New Jersey Supreme Court

Decided: October 21, 1957.


On appeal from the Superior Court, Law Division, Essex County.

For affirmance -- Chief Justice Weintraub, and Justices Oliphant, Wachenfeld, Burling, Jacobs and Francis. For reversal -- Justice Heher. The opinion of the court was delivered by Wachenfeld, J.


[25 NJ Page 136]

On April 11, 1955 Alfreida Johnson, infant daughter of plaintiff William Johnson, was struck by an automobile and suffered a severe fracture of the hip. She was conveyed by ambulance to the Newark City Hospital, now known as Martland Medical Center, where she was admitted as an emergency case. The hospital, a public institution owned by the municipality, is principally dedicated to the charitable care of indigents, but by virtue of an ordinance enacted in 1937, persons may be accepted for emergency treatment although they possess the financial resources to secure adequate care elsewhere. Section 9.2 of the ordinance under consideration provides:

"Any person who shall receive emergency treatment and who is not indigent, shall be charged and pay the cost of such care and treatment at rates to be fixed by the director."

Alfreida Johnson required hospitalization and medical treatment for a total of 70 days. Her hospital bill, computed at the normal rates for non-indigent patients as established by the medical director of the hospital, amounted to $1,190. Only $100 of this sum was ever paid to the city, however, and this fact is at the heart of the present litigation.

During 1955 William Johnson was a subscriber to the Hospital Service Plan of New Jersey, also known in common parlance as the New Jersey Blue Cross Plan. Under the terms of his individual contract with the Plan, his daughter was eligible for the benefits of his subscription.

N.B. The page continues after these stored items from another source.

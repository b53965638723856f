use super::CommandDefinition;
use crate::assistant::{self, GeminiClient, TransactionDraft};
use crate::cli::context::{CliMode, CommandResult, ShellContext};
use crate::cli::output;
use crate::errors::CliError;

pub(crate) fn definitions() -> Vec<CommandDefinition> {
    vec![CommandDefinition::new(
        "assistant",
        "Draft a transaction from natural language",
        "assistant <free text>",
        cmd_assistant,
    )]
}

fn cmd_assistant(context: &mut ShellContext, args: &[&str]) -> CommandResult {
    if args.is_empty() {
        return Err(CliError::Input(
            "usage: assistant <free text>, e.g. assistant \"paid 50 for groceries from main bank\""
                .into(),
        ));
    }
    let input = args.join(" ");
    let model = GeminiClient::from_config(&context.config).map_err(CliError::Core)?;

    output::info("Thinking...");
    // One shot, no retry: a failure leaves the books untouched and the user
    // simply re-runs the command.
    let draft = assistant::transcribe(&model, &context.books.accounts, &input)
        .map_err(|err| CliError::Command(format!("{err}. Please try again.")))?;

    describe(&draft);
    if context.mode() == CliMode::Interactive {
        context.pending_draft = Some(draft);
        output::info("Run `txn add` to review and confirm the draft.");
    } else {
        output::info("Draft discarded in script mode; record it with `txn add ...`.");
    }
    Ok(())
}

fn describe(draft: &TransactionDraft) {
    output::section("Assistant draft");
    let mut any = false;
    let mut field = |name: &str, value: Option<String>| {
        if let Some(value) = value {
            output::info(format!("  {name}: {value}"));
            any = true;
        }
    };
    field("type", draft.kind.clone());
    field("amount", draft.amount.map(|v| v.to_string()));
    field("date", draft.date.clone());
    field("source account", draft.source_account_id.clone());
    field("destination account", draft.destination_account_id.clone());
    field("category id", draft.category_id.clone());
    field("category name", draft.category_name.clone());
    field("stock symbol", draft.stock_symbol.clone());
    field("stock quantity", draft.stock_quantity.map(|v| v.to_string()));
    field("stock price", draft.stock_price.map(|v| v.to_string()));
    field("notes", draft.notes.clone());
    if !any {
        output::warning("The assistant returned an empty draft.");
    }
}
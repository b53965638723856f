pub mod json_store;

use chrono::{DateTime, Utc};

use crate::errors::Result;
use crate::ledger::Books;

/// Abstraction over persistence backends for the tracked collections and the
/// dashboard window scalar.
pub trait StorageBackend: Send + Sync {
    /// Loads all three collections. Missing or unreadable data loads empty.
    fn load_books(&self) -> Result<Books>;

    /// Writes all three collections. The writes are sequential per file with
    /// no cross-file atomicity; an interruption can leave the collections
    /// mutually inconsistent.
    fn commit(&self, books: &Books) -> Result<()>;

    /// The dashboard aggregation window start, defaulting to the first
    /// instant of the current calendar month when never reset.
    fn dashboard_start(&self) -> Result<DateTime<Utc>>;

    fn save_dashboard_start(&self, start: DateTime<Utc>) -> Result<()>;

    /// Populates the default accounts once, only when none were ever saved.
    /// Returns whether seeding happened.
    fn seed(&self) -> Result<bool>;
}

pub use json_store::JsonStore;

The Department of Institutions and Agencies of the State of New Jersey in 1944 had approved the Newark City Hospital as a possible participant in the Hospital Service Plan. Thereafter, negotiations were commenced for the inclusion of the Newark City Hospital as a cooperating member of the Plan. These discussions eventuated in a purported agreement signed by the then Medical Director of the City Hospital, Dr. Earl Snavely, whereby certain fixed rates were to be paid the hospital by the Plan for the hospitalization and treatment of subscribers and eligible

[25 NJ Page 137]

members of their families. This agreement stipulated that payments made under its terms would constitute payment in full to the hospital.

The initial arrangement, made by Medical Director Snavely, provided for payment to the hospital at the rate of $5 per day for the first 21 days that a subscriber was hospitalized on an emergency basis, and for the payment of $3.63 per day thereafter for a period of not more than 90 days. Subsequently, this basic understanding was modified several times to increase the charges to the Plan, but the provision was always retained that the payment required of the Plan on behalf of any subscriber, or eligible member of his family, should constitute payment in full to the city.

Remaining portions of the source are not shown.